TASK OBJECTIVE: Where the records below show the word "nope" in a line, please copy that line.

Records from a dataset
■ ■ ■ ■ ■

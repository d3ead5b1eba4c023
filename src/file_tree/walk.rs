//! Lazy depth-first walk over a [`FileTree`].

use std::borrow::Cow;
use std::ffi::OsString;
use std::path::{Path, PathBuf};
use std::pin::Pin;

use futures::stream;

use super::{EntryKind, FileTree, Result, TreeEntry};

/// A regular file found by [`walk`].
#[derive(Debug, Clone, PartialEq, Eq)]
pub struct WalkEntry {
    /// Path of the file: the walk root joined with `relative_path`.
    pub path: PathBuf,
    /// Path of the file relative to the walk root.
    pub relative_path: PathBuf,
    /// Base name of the file.
    pub name: OsString,
}

impl WalkEntry {
    /// The base name as text, with invalid UTF-8 replaced.
    pub fn name_lossy(&self) -> Cow<'_, str> {
        self.name.to_string_lossy()
    }

    /// The relative path with components joined by `/`, whatever the host
    /// separator is.
    pub fn relative_slash_path(&self) -> String {
        self.relative_path
            .components()
            .map(|c| c.as_os_str().to_string_lossy().into_owned())
            .collect::<Vec<_>>()
            .join("/")
    }
}

/// Async iterator over walked files.
pub type WalkEntries<'a> = Pin<Box<dyn futures::Stream<Item = Result<WalkEntry>> + Send + 'a>>;

/// Walk every regular file under `root`, depth-first.
///
/// Entries within a directory are visited in lexicographic name order and a
/// directory is only listed once the stream reaches it. Listing errors,
/// including a missing root, are yielded as stream items.
pub fn walk<'a>(tree: &'a dyn FileTree, root: &Path) -> WalkEntries<'a> {
    let state = WalkState {
        tree,
        root: root.to_path_buf(),
        stack: Vec::new(),
        started: false,
    };

    Box::pin(stream::try_unfold(state, |mut state| async move {
        let next = state.next_file().await?;
        Ok(next.map(|entry| (entry, state)))
    }))
}

// =============================================================================
// Walk State
// =============================================================================

/// A directory whose entries are partly consumed.
struct DirFrame {
    relative: PathBuf,
    entries: std::vec::IntoIter<TreeEntry>,
}

struct WalkState<'a> {
    tree: &'a dyn FileTree,
    root: PathBuf,
    stack: Vec<DirFrame>,
    started: bool,
}

impl WalkState<'_> {
    async fn next_file(&mut self) -> Result<Option<WalkEntry>> {
        if !self.started {
            self.started = true;
            self.push_dir(PathBuf::new()).await?;
        }

        loop {
            let Some(frame) = self.stack.last_mut() else {
                return Ok(None);
            };
            let Some(entry) = frame.entries.next() else {
                self.stack.pop();
                continue;
            };
            let relative_path = frame.relative.join(&entry.name);

            match entry.kind {
                EntryKind::File => {
                    return Ok(Some(WalkEntry {
                        path: self.root.join(&relative_path),
                        relative_path,
                        name: entry.name,
                    }));
                }
                EntryKind::Directory => self.push_dir(relative_path).await?,
                EntryKind::Other => {}
            }
        }
    }

    async fn push_dir(&mut self, relative: PathBuf) -> Result<()> {
        let dir = if relative.as_os_str().is_empty() {
            self.root.clone()
        } else {
            self.root.join(&relative)
        };

        let mut entries = self.tree.read_dir(&dir).await?;
        entries.sort_by(|a, b| a.name.cmp(&b.name));

        self.stack.push(DirFrame {
            relative,
            entries: entries.into_iter(),
        });
        Ok(())
    }
}

// =============================================================================
// Tests
// =============================================================================
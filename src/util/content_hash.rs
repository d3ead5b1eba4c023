//! Streaming content digests for audit records.

use std::path::Path;

use sha2::{Digest, Sha256};
use tokio::io::{AsyncRead, AsyncReadExt};

use crate::file_tree::{self, FileTree};

/// Number of bytes read per step while hashing.
pub const HASH_CHUNK_SIZE: usize = 4096;

/// Digest everything a reader yields, in lower-case hexadecimal.
pub async fn hash_reader<R>(reader: &mut R) -> std::io::Result<String>
where
    R: AsyncRead + Unpin + ?Sized,
{
    let mut hasher = Sha256::new();
    let mut buffer = [0u8; HASH_CHUNK_SIZE];

    loop {
        let n = reader.read(&mut buffer).await?;
        if n == 0 {
            break;
        }
        hasher.update(&buffer[..n]);
    }

    Ok(format!("{:x}", hasher.finalize()))
}

/// Digest the contents of a file in the given tree.
pub async fn hash_file(tree: &dyn FileTree, path: &Path) -> file_tree::Result<String> {
    let mut reader = tree.open(path).await?;
    Ok(hash_reader(&mut reader).await?)
}

#[cfg(test)]
mod tests {
    use super::*;
    use crate::file_tree::{FsFileTree, MemoryFileTreeBuilder, MemoryFsEntry};
    use std::io::Write;
    use tempfile::TempDir;

    #[tokio::test]
    async fn test_known_digest() {
        let mut reader: &[u8] = b"";
        assert_eq!(
            hash_reader(&mut reader).await.unwrap(),
            "e3b0c44298fc1c149afbf4c8996fb92427ae41e4649b934ca495991b7852b855"
        );
    }

    #[tokio::test]
    async fn test_stable_across_runs() {
        let tree = MemoryFileTreeBuilder::new()
            .add("f.txt", MemoryFsEntry::file("hello world"))
            .build();

        let first = hash_file(&tree, Path::new("f.txt")).await.unwrap();
        let second = hash_file(&tree, Path::new("f.txt")).await.unwrap();
        assert_eq!(first, second);
        assert_eq!(first.len(), 64);
    }

    #[tokio::test]
    async fn test_changes_with_content() {
        let temp = TempDir::new().unwrap();
        let path = temp.path().join("data.bin");
        std::fs::write(&path, b"abc").unwrap();

        let tree = FsFileTree::new();
        let before = hash_file(&tree, &path).await.unwrap();

        std::fs::OpenOptions::new()
            .append(true)
            .open(&path)
            .unwrap()
            .write_all(b"d")
            .unwrap();
        let after = hash_file(&tree, &path).await.unwrap();
        assert_ne!(before, after);

        std::fs::write(&path, b"abc").unwrap();
        assert_eq!(hash_file(&tree, &path).await.unwrap(), before);
    }

    #[tokio::test]
    async fn test_multi_chunk_file_matches_one_shot_digest() {
        let size = HASH_CHUNK_SIZE as u64 * 3 + 17;
        let tree = MemoryFileTreeBuilder::new()
            .add("big.bin", MemoryFsEntry::repeated("0123456789", size))
            .build();

        let expected: Vec<u8> = b"0123456789"
            .iter()
            .copied()
            .cycle()
            .take(size as usize)
            .collect();
        let expected = format!("{:x}", Sha256::digest(&expected));

        assert_eq!(hash_file(&tree, Path::new("big.bin")).await.unwrap(), expected);
    }

    #[tokio::test]
    async fn test_missing_file() {
        let tree = MemoryFileTreeBuilder::new().build();
        let result = hash_file(&tree, Path::new("nope")).await;
        assert!(matches!(result, Err(file_tree::Error::NotFound(_))));
    }
}
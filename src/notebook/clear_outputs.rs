use std::path::Path;

use futures::TryStreamExt;
use tokio::fs;

use super::{Notebook, Result};
use crate::file_tree::{FsFileTree, walk};

/// File name suffix identifying notebooks.
pub const NOTEBOOK_SUFFIX: &str = ".ipynb";

/// Clear the outputs of every code cell in the notebook at `path`, rewriting
/// it in place. Returns the number of code cells cleared.
pub async fn clear_notebook_outputs(path: &Path) -> Result<usize> {
    let json = fs::read_to_string(path).await?;
    let mut notebook = Notebook::parse(&json)?;
    let cleared = notebook.clear_outputs();
    fs::write(path, notebook.to_json_pretty()?).await?;
    Ok(cleared)
}

/// Clear outputs from every notebook under `root`, in walk order.
///
/// Stops at the first notebook that cannot be read or parsed. Returns the
/// number of notebooks rewritten.
pub async fn clear_outputs_in_directory(root: &Path) -> Result<usize> {
    let tree = FsFileTree::new();
    let mut entries = walk(&tree, root);
    let mut processed = 0;

    while let Some(entry) = entries.try_next().await? {
        if !entry.name_lossy().ends_with(NOTEBOOK_SUFFIX) {
            continue;
        }
        tracing::info!("Clearing outputs from: {}", entry.path.display());
        clear_notebook_outputs(&entry.path).await?;
        processed += 1;
    }

    Ok(processed)
}

#[cfg(test)]
mod tests {
    use super::*;
    use crate::notebook::NotebookError;
    use serde_json::{Value, json};
    use tempfile::TempDir;

    fn write_json(path: &Path, value: &Value) {
        std::fs::write(path, serde_json::to_string(value).unwrap()).unwrap();
    }

    fn read_json(path: &Path) -> Value {
        serde_json::from_str(&std::fs::read_to_string(path).unwrap()).unwrap()
    }

    fn notebook_with_output() -> Value {
        json!({
            "cells": [
                {"cell_type": "code", "execution_count": 1, "outputs": [{"data": "x"}], "source": "1"},
                {"cell_type": "markdown", "source": "ünïcode"}
            ],
            "metadata": {}
        })
    }

    #[tokio::test]
    async fn test_rewrites_file_in_place() {
        let temp = TempDir::new().unwrap();
        let path = temp.path().join("a.ipynb");
        write_json(&path, &notebook_with_output());

        assert_eq!(clear_notebook_outputs(&path).await.unwrap(), 1);

        let text = std::fs::read_to_string(&path).unwrap();
        assert!(text.contains("ünïcode"));
        assert!(text.contains("\n  \"cells\": ["));

        let value = read_json(&path);
        assert_eq!(value["cells"][0]["outputs"], json!([]));
        assert!(value["cells"][0]["execution_count"].is_null());
        assert_eq!(value["cells"][1], notebook_with_output()["cells"][1]);
    }

    #[tokio::test]
    async fn test_second_pass_is_byte_identical() {
        let temp = TempDir::new().unwrap();
        let path = temp.path().join("a.ipynb");
        write_json(&path, &notebook_with_output());

        clear_notebook_outputs(&path).await.unwrap();
        let first = std::fs::read(&path).unwrap();
        clear_notebook_outputs(&path).await.unwrap();
        assert_eq!(std::fs::read(&path).unwrap(), first);
    }

    #[tokio::test]
    async fn test_directory_pass_only_touches_notebooks() {
        let temp = TempDir::new().unwrap();
        std::fs::create_dir_all(temp.path().join("nested/deeper")).unwrap();
        write_json(&temp.path().join("top.ipynb"), &notebook_with_output());
        write_json(
            &temp.path().join("nested/deeper/inner.ipynb"),
            &notebook_with_output(),
        );
        std::fs::write(temp.path().join("nested/data.json"), "{\"outputs\": [1]}").unwrap();

        let processed = clear_outputs_in_directory(temp.path()).await.unwrap();
        assert_eq!(processed, 2);

        let inner = read_json(&temp.path().join("nested/deeper/inner.ipynb"));
        assert_eq!(inner["cells"][0]["outputs"], json!([]));
        assert_eq!(
            std::fs::read_to_string(temp.path().join("nested/data.json")).unwrap(),
            "{\"outputs\": [1]}"
        );
    }

    #[tokio::test]
    async fn test_invalid_notebook_aborts() {
        let temp = TempDir::new().unwrap();
        std::fs::write(temp.path().join("broken.ipynb"), "{ nope").unwrap();

        let result = clear_outputs_in_directory(temp.path()).await;
        assert!(matches!(result, Err(NotebookError::Parse(_))));
    }

    #[cfg(unix)]
    #[tokio::test]
    async fn test_non_utf8_notebook_name() {
        use std::ffi::OsStr;
        use std::os::unix::ffi::OsStrExt;

        let temp = TempDir::new().unwrap();
        let path = temp.path().join(OsStr::from_bytes(b"r\xe9sum\xe9.ipynb"));
        write_json(&path, &notebook_with_output());

        assert_eq!(clear_outputs_in_directory(temp.path()).await.unwrap(), 1);
        assert_eq!(read_json(&path)["cells"][0]["outputs"], json!([]));
    }

    #[tokio::test]
    async fn test_missing_directory() {
        let temp = TempDir::new().unwrap();
        let result = clear_outputs_in_directory(&temp.path().join("missing")).await;
        assert!(matches!(result, Err(NotebookError::FileTree(_))));
    }
}
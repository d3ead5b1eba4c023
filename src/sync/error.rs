//! Error types for sync operations.

/// Error type for sync operations.
#[derive(Debug, thiserror::Error)]
pub enum SyncError {
    /// Object storage error.
    #[error("storage error: {0}")]
    Storage(#[from] crate::storage::StorageError),

    /// Error walking or reading the local tree.
    #[error("file tree error: {0}")]
    FileTree(#[from] crate::file_tree::Error),

    /// A notebook could not be sanitized.
    #[error("notebook error: {0}")]
    Notebook(#[from] crate::notebook::NotebookError),

    /// Local filesystem error.
    #[error("I/O error: {0}")]
    Io(#[from] std::io::Error),
}

/// Result type for sync operations.
pub type Result<T> = std::result::Result<T, SyncError>;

■ ■ ■ ■ ■

SOLUTION TO THIS TASK:
        let result = hash_file(&tree, Path::new("nope")).await;
        std::fs::write(temp.path().join("broken.ipynb"), "{ nope").unwrap();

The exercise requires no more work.